_MATERIAL SUPPLIED_.
=-=-=-=-=
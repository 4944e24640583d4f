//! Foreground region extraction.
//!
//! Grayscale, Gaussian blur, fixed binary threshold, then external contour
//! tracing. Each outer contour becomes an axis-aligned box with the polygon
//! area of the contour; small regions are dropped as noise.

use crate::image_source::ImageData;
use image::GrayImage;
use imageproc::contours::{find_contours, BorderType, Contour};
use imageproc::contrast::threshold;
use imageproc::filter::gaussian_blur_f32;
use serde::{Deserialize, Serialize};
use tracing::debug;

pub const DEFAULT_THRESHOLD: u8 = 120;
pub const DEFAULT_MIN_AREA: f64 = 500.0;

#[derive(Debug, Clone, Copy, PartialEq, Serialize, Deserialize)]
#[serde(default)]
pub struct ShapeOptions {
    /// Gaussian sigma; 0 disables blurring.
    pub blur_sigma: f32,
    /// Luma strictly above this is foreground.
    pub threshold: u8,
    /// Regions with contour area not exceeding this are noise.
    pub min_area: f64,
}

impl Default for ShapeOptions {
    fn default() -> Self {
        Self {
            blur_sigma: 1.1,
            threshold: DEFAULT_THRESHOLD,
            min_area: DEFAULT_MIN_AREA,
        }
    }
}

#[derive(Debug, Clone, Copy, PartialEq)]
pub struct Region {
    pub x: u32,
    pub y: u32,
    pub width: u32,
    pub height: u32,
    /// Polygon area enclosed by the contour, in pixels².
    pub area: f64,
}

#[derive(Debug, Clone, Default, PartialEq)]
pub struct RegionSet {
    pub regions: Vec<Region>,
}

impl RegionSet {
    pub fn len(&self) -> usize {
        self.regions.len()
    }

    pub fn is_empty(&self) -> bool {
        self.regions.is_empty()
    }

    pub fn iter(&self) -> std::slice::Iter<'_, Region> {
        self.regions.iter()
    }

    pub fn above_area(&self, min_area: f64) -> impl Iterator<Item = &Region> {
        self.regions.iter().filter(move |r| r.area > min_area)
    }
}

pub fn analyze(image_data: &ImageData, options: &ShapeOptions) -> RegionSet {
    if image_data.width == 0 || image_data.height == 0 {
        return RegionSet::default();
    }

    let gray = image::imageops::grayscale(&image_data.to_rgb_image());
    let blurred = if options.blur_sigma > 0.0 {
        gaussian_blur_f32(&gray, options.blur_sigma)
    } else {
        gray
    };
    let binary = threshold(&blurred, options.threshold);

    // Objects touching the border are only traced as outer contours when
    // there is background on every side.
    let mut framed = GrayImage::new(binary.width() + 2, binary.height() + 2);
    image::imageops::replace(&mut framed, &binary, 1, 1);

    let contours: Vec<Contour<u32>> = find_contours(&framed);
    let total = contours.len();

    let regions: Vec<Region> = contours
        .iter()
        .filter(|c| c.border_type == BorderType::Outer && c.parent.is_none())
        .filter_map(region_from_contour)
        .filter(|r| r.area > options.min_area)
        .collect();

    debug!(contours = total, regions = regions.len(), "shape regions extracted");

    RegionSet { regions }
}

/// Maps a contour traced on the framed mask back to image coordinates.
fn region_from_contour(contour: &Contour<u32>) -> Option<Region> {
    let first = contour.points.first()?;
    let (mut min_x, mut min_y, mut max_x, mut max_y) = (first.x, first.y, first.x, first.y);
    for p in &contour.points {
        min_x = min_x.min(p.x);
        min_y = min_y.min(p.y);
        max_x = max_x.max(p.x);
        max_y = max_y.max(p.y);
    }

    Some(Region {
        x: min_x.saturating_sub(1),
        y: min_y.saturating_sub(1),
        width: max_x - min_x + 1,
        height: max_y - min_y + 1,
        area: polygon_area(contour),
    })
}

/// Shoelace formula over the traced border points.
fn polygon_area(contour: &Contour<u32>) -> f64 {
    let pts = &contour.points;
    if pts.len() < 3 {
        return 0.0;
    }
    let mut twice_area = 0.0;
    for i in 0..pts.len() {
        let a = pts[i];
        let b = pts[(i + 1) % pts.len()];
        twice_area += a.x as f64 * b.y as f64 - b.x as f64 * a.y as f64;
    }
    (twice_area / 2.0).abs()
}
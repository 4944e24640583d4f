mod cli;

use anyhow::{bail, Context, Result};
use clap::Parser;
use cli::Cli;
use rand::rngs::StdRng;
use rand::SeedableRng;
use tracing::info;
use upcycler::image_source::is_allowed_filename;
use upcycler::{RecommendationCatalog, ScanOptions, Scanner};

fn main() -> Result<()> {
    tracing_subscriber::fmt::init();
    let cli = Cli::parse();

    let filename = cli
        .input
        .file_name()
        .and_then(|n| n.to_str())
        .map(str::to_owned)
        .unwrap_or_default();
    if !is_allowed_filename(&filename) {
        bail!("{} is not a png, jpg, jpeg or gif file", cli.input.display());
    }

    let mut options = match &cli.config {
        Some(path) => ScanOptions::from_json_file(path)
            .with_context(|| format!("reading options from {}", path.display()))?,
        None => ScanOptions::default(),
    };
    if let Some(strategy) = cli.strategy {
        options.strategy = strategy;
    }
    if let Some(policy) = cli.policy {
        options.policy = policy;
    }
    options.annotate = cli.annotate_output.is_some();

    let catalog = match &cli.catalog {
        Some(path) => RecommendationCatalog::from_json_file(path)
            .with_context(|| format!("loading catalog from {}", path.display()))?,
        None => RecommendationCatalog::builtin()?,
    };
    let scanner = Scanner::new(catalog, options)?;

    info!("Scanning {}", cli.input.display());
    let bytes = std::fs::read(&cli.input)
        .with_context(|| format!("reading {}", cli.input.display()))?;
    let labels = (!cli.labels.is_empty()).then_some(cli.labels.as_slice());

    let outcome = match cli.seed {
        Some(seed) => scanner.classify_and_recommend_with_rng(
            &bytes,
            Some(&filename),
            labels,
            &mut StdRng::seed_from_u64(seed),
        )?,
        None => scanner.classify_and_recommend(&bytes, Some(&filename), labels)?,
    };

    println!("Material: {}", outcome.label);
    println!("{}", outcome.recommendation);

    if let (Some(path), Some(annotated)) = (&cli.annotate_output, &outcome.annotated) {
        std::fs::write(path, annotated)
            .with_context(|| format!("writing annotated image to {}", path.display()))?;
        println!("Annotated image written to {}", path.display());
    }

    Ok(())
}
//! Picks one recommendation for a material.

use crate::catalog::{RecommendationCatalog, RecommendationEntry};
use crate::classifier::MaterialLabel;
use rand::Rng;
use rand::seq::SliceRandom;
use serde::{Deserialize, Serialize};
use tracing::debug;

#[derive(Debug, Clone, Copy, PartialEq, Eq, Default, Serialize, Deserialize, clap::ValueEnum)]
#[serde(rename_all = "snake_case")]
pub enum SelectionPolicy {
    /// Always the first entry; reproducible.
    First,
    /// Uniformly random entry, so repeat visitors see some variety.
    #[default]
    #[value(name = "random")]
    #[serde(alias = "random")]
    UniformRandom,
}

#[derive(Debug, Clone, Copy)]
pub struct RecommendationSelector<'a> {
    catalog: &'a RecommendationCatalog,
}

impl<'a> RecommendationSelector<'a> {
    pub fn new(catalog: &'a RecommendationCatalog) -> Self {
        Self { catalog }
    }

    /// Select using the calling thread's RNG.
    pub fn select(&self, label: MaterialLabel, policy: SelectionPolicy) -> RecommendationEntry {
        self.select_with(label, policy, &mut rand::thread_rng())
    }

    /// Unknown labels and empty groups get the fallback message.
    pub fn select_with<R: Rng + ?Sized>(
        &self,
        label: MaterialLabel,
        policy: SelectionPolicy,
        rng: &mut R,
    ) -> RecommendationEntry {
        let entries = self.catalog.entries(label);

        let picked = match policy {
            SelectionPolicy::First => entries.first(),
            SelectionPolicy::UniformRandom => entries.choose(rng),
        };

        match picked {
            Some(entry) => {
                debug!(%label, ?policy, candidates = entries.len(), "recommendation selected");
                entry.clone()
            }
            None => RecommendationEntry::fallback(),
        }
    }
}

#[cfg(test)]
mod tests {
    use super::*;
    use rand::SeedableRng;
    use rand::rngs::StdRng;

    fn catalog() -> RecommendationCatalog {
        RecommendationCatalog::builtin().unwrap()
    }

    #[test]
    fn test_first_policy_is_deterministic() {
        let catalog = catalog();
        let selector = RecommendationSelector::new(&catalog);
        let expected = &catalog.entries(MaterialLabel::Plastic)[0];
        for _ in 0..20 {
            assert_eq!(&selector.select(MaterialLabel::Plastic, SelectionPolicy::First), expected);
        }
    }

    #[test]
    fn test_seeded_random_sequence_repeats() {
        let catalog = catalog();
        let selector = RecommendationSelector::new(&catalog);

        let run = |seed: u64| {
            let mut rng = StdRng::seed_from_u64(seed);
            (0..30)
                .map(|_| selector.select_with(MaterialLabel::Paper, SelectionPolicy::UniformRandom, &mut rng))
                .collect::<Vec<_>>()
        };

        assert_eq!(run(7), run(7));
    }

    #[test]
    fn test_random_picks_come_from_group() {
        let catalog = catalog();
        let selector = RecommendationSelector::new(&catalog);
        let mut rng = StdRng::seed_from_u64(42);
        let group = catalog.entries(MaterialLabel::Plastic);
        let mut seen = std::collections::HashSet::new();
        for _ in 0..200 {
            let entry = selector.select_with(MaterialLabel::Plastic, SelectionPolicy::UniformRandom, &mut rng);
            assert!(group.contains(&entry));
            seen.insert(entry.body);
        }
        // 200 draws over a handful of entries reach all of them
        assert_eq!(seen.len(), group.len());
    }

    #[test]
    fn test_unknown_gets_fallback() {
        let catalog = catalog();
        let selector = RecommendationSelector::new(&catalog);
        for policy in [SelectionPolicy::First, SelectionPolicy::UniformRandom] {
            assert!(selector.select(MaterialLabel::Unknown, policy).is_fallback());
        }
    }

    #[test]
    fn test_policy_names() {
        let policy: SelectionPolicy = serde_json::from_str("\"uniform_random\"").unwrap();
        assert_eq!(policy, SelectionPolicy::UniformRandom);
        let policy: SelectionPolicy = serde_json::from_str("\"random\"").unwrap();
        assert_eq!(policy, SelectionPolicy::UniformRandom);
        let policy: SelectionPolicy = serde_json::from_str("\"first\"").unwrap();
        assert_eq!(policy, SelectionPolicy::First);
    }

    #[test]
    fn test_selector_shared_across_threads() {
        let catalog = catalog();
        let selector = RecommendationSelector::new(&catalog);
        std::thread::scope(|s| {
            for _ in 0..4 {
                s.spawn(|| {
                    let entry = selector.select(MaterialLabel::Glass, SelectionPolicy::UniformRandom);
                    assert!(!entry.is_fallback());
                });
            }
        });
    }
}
=-=-=-=-=
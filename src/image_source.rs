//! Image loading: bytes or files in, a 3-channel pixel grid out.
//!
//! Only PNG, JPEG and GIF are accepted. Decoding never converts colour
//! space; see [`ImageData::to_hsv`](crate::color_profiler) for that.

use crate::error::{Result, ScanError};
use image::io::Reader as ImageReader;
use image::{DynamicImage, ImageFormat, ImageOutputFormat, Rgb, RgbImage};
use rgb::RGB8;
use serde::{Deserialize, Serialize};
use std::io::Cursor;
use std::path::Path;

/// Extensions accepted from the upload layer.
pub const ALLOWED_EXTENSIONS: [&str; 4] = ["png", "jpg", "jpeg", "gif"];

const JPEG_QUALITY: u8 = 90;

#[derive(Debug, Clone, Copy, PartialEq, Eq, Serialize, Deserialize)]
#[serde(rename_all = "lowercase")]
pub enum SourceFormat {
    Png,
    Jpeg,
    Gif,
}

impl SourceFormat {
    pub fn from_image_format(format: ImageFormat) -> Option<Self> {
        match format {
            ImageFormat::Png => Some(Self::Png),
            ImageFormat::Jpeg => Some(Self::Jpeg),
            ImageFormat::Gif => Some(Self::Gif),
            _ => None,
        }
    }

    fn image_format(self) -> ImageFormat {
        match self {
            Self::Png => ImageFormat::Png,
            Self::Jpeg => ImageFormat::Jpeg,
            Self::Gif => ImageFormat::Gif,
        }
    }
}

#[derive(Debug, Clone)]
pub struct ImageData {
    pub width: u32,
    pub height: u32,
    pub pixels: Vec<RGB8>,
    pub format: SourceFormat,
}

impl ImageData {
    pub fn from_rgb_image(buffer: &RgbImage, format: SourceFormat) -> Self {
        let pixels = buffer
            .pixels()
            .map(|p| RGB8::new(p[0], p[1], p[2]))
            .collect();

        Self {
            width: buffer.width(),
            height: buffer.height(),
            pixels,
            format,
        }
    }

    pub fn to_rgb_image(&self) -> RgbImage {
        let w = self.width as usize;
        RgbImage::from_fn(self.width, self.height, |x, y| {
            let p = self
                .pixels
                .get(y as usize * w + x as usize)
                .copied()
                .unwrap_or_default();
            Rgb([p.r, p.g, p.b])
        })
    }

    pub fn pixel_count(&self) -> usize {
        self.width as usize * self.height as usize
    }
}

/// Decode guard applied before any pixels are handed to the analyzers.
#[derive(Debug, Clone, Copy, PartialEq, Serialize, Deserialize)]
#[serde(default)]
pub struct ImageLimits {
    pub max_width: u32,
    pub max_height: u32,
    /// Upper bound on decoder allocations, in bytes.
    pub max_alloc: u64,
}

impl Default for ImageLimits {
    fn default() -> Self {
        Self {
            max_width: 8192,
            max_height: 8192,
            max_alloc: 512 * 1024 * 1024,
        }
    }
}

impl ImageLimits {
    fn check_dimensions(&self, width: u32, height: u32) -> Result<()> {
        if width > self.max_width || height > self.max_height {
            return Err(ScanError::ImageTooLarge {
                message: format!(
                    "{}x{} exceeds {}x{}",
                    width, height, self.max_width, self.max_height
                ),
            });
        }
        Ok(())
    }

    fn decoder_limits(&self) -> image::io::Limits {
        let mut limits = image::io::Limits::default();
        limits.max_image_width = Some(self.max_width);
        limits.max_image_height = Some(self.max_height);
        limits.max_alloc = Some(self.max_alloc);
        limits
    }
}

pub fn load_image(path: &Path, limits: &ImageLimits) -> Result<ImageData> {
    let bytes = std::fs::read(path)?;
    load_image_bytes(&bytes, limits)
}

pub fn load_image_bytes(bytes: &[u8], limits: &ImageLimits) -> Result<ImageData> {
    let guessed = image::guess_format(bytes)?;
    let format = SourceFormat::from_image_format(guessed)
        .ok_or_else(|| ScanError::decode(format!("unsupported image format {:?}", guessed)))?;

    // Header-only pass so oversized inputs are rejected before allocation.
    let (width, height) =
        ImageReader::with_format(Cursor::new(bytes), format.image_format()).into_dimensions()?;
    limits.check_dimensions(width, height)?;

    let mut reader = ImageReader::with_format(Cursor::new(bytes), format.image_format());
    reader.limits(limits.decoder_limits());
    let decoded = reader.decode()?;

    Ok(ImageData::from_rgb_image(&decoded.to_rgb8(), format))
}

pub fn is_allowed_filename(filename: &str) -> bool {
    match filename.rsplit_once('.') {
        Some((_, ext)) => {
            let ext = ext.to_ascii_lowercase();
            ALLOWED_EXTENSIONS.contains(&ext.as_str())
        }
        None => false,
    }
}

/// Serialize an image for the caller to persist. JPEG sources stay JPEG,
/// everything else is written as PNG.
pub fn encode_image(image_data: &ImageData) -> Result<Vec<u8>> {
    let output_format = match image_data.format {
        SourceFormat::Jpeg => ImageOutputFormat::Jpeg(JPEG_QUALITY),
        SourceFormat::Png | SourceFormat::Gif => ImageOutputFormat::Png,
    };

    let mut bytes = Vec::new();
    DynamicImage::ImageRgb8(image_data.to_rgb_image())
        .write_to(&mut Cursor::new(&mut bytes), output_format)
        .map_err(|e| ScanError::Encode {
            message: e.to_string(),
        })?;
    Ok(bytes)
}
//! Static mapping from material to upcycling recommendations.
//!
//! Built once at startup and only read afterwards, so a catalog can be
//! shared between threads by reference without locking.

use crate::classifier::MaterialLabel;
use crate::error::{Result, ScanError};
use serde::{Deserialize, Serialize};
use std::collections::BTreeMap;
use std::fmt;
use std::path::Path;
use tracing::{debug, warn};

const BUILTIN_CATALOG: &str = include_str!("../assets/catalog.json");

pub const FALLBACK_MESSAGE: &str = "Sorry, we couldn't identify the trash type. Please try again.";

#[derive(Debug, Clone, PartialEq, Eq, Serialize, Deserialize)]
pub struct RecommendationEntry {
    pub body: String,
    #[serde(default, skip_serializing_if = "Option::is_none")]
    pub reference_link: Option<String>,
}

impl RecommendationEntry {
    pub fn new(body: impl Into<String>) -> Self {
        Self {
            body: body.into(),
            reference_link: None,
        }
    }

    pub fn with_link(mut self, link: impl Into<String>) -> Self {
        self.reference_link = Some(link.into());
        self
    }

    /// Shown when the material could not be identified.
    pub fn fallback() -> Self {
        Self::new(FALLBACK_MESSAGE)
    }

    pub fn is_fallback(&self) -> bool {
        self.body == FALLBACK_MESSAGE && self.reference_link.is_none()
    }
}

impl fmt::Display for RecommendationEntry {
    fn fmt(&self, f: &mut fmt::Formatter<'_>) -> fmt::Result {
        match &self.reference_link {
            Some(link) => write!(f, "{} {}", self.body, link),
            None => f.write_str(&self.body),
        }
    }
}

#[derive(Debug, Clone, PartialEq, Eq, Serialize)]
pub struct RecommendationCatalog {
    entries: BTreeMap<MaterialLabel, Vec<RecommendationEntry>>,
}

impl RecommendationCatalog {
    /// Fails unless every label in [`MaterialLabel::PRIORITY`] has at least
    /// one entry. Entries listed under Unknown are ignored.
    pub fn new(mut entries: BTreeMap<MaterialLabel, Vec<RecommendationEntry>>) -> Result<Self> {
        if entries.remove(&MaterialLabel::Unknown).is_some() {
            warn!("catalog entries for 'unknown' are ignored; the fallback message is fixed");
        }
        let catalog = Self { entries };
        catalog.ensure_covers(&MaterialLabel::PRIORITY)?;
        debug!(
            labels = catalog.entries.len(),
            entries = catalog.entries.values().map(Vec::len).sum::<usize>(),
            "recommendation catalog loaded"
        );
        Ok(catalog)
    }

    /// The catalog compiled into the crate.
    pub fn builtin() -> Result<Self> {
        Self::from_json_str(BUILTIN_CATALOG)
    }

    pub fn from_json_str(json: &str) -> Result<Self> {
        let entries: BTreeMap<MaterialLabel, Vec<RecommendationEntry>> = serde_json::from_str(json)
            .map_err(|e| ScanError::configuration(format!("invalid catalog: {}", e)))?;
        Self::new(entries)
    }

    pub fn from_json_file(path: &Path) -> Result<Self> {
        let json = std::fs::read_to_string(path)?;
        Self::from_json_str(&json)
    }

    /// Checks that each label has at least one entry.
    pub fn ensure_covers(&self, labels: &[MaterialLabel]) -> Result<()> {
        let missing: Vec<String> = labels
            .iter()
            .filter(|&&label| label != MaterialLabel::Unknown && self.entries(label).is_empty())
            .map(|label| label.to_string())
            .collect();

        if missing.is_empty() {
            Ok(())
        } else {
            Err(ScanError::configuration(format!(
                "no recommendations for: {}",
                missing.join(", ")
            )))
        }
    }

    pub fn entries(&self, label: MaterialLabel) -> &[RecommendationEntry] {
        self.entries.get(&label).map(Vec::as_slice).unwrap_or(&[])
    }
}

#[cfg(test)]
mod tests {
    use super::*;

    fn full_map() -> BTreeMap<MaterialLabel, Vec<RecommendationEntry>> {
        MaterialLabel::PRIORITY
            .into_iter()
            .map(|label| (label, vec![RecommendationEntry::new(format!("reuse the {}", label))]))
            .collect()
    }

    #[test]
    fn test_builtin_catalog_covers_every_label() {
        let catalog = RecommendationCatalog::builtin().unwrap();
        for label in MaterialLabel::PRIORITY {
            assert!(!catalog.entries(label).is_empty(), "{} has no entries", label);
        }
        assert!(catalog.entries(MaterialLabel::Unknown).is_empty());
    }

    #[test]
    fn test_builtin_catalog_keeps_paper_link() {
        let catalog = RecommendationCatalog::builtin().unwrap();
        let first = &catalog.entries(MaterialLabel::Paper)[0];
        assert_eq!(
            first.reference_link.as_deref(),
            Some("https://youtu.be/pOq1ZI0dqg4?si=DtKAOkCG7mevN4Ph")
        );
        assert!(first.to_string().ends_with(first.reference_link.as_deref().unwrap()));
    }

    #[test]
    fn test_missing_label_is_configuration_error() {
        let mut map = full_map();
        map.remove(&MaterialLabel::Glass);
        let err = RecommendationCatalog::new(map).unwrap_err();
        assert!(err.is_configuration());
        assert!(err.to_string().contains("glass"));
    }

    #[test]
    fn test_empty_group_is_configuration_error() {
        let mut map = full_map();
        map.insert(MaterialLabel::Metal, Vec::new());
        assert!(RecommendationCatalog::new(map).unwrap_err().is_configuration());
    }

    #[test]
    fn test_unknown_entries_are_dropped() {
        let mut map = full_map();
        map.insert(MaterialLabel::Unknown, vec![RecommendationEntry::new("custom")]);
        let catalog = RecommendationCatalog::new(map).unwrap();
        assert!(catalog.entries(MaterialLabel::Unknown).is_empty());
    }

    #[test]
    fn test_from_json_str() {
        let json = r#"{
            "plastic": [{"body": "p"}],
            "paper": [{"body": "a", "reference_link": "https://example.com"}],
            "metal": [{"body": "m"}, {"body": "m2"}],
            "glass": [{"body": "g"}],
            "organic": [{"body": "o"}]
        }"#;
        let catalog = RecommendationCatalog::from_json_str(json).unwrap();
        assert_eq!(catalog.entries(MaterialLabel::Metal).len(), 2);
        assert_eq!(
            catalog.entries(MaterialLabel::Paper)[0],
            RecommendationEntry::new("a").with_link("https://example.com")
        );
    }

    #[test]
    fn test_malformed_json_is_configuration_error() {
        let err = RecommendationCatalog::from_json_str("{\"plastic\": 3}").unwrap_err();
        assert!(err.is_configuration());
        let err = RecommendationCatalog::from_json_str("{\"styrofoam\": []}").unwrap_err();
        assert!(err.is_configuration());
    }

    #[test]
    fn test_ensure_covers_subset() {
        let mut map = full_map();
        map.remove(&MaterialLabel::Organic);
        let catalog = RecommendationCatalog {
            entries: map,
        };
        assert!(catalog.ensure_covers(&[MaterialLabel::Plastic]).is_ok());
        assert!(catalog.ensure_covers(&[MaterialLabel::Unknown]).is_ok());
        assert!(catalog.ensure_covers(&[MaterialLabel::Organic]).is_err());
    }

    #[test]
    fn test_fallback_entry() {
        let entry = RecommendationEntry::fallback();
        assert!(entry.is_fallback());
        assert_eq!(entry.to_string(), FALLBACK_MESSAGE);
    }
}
=-=-=-=-=
_YOUR GOAL_.
Search the listing for the word "info". Copy every line in which it occurs.

_WRITTEN RESPONSE_.
use tracing::info;
    info!("Scanning {}", cli.input.display());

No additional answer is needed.